IN A week that saw the publication of statistics suggesting that as many people may be leaving this country as are arriving to make their homes here, and amid an unfortunately erroneous sense that the era of crisis aliya is over, the failure to encourage Venezuela's community to move here in larger numbers is a telling case study in what has gone wrong.
The failure is certainly not Israel's alone. The Jews of Venezuela are trapped, as all too often in threatened Jewish communities throughout history, by a degree of willful blindness to their deteriorating surroundings, by inertia, by concerns about the challenges - economic, linguistic, social - of uprooting themselves in favor of the Jewish homeland.

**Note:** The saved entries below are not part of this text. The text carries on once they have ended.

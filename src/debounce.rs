//! Timestamp-driven debounce for the query input path.
//!
//! The UI thread coalesces keystrokes before posting QUERY_REQUEST messages.
//! `Debouncer` holds the schedule only; the caller supplies every timestamp
//! and owns the timer, so the logic is deterministic and runs under native
//! tests without a clock. `on_call` reports whether the action should run at
//! the moment of the call (leading edge, overdue trailing edge, or max-wait
//! bound); `on_tick` reports whether a quiet period has elapsed and the
//! coalesced trailing run is due.

use wasm_bindgen::prelude::*;

#[derive(Debug, Clone, Copy, PartialEq)]
pub struct DebounceConfig {
    /// Quiet period that must elapse after the last call.
    pub wait_ms: f64,
    /// Run on the first call of a fresh window.
    pub leading: bool,
    /// Run once the window goes quiet.
    pub trailing: bool,
    /// Upper bound on how long a busy window may defer the trailing run.
    pub max_wait_ms: Option<f64>,
}

impl Default for DebounceConfig {
    fn default() -> Self {
        DebounceConfig {
            wait_ms: 200.0,
            leading: false,
            trailing: true,
            max_wait_ms: None,
        }
    }
}

#[wasm_bindgen]
#[derive(Debug)]
pub struct Debouncer {
    config: DebounceConfig,
    /// First call of the active window; `None` while idle.
    window_start: Option<f64>,
    last_call: Option<f64>,
    /// A trailing run is owed for the active window.
    pending: bool,
}

#[wasm_bindgen]
impl Debouncer {
    #[wasm_bindgen(constructor)]
    pub fn new(wait_ms: f64, leading: bool, trailing: bool, max_wait_ms: Option<f64>) -> Debouncer {
        Debouncer::from_config(DebounceConfig {
            wait_ms,
            leading,
            trailing,
            max_wait_ms,
        })
    }

    /// Records a call at `now_ms`. True means the action runs now.
    #[wasm_bindgen(js_name = onCall)]
    pub fn on_call(&mut self, now_ms: f64) -> bool {
        // A window whose quiet period already passed settles lazily: no tick
        // arrived, so any owed trailing run fires with this call instead.
        let mut overdue = false;
        if self.in_window() && self.quiescent(now_ms) {
            overdue = self.pending;
            self.close();
        }

        if !self.in_window() {
            self.window_start = Some(now_ms);
            self.last_call = Some(now_ms);
            if self.config.leading {
                self.pending = false;
                return true;
            }
            self.pending = self.config.trailing;
            return overdue;
        }

        self.last_call = Some(now_ms);
        if self.config.trailing {
            self.pending = true;
        }
        if let (Some(max_wait), Some(start)) = (self.config.max_wait_ms, self.window_start) {
            if self.pending && now_ms - start >= max_wait {
                self.pending = false;
                self.window_start = Some(now_ms);
                return true;
            }
        }
        false
    }

    /// Checks the schedule at `now_ms`. True means the quiet period elapsed
    /// and the owed trailing run fires now; the window closes either way.
    #[wasm_bindgen(js_name = onTick)]
    pub fn on_tick(&mut self, now_ms: f64) -> bool {
        if !self.in_window() || !self.quiescent(now_ms) {
            return false;
        }
        let fire = self.pending;
        self.close();
        fire
    }

    /// Next timestamp worth ticking at, if a window is open.
    #[wasm_bindgen(js_name = nextDeadline)]
    pub fn next_deadline(&self) -> Option<f64> {
        let start = self.window_start?;
        let last = self.last_call.unwrap_or(start);
        let mut deadline = last + self.config.wait_ms;
        if let (true, Some(max_wait)) = (self.pending, self.config.max_wait_ms) {
            deadline = deadline.min(start + max_wait);
        }
        Some(deadline)
    }

    pub fn reset(&mut self) {
        self.close();
    }
}

impl Debouncer {
    pub fn from_config(config: DebounceConfig) -> Self {
        Debouncer {
            config,
            window_start: None,
            last_call: None,
            pending: false,
        }
    }

    fn in_window(&self) -> bool {
        self.window_start.is_some()
    }

    fn quiescent(&self, now_ms: f64) -> bool {
        match self.last_call {
            Some(last) => now_ms - last >= self.config.wait_ms,
            None => true,
        }
    }

    fn close(&mut self) {
        self.window_start = None;
        self.last_call = None;
        self.pending = false;
    }
}
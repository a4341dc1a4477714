pub mod controller;
pub mod protocol;
pub mod wasm;

pub use controller::*;
pub use protocol::*;
pub use wasm::*;

#[cfg(test)]
mod tests;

And Israel truly has attempted to smooth their path here.
A couple of years ago, early in Ze'ev Boim's short tenure as minister of immigrant absorption, a full-scale project was mapped out to bring at least some of Venezuela's Jews to Israel.
The disinclination of the wealthier Jews to relocate was recognized in Jerusalem. It is an inertia that was emphatically voiced in the immediate aftermath of Chavez's referendum defeat, when Roberto Kulka Kohn told a reporter from the JTA that "the problem with us [Jews] in Venezuela is that you could never live like this anywhere else."
Kohn, the well-heeled owner of a Caracas textile plant, went on: "Nobody here really wants to go to Israel. You would need to have 10 times as much money to live this way."
But the thinking here was that the poorer Jews - notably several hundred living in truly impoverished conditions - could be attracted. The Kfar Saba municipality was selected as their potential refuge. Initial accommodation was made available, a package of preferential financial benefits devised, and aliya emissaries dispatched. The result was unimpressive, to put it mildly. The campaign attracted a dismally small number of immigrants. No matter how dire their economic situation and how bleak the political future, even the unhappiest of Venezuela's Jews apparently preferred to stick with the devil they knew.
ONE OF the less noticed casualties of disgraced president Moshe Katsav's ignominious exit from Beit Hanassi was the project he was energetically supporting to establish some kind of Israel-based Diaspora parliament, a forum to enable better communication between Israel and the global Jewish community and thus to galvanize more efficient policies for their mutual benefit.
Last week, as The Jerusalem Post exclusively reported, Prime Minister Ehud Olmert instituted a new task force designed to remake the Israeli-Diaspora relationship - to move away from the old paradigm of a cash-strapped Israel perpetually cap-in-hand to Diaspora philanthropy.
The very fact that the spurned Venezuelan Jewish aliya rescue plan did not even set its sights on the higher echelons of that community, but sought primarily the most helpless, underlines both Israel's own low opinion of what it has to offer, and an awareness of where Israel's reputation stands among all but the most ideologically motivated potential immigrants. What is most damning about that perception is how widely it differs from the reality of our country. With all its challenges, Israel remains an insistent beacon of democratic values. It is thriving economically (on hi-tech brainpower) and culturally (Oscar nominations et al). And in this globalized world, it is thoroughly capable of constituting the geographical base for the most ambitious of entrepreneurs in every field.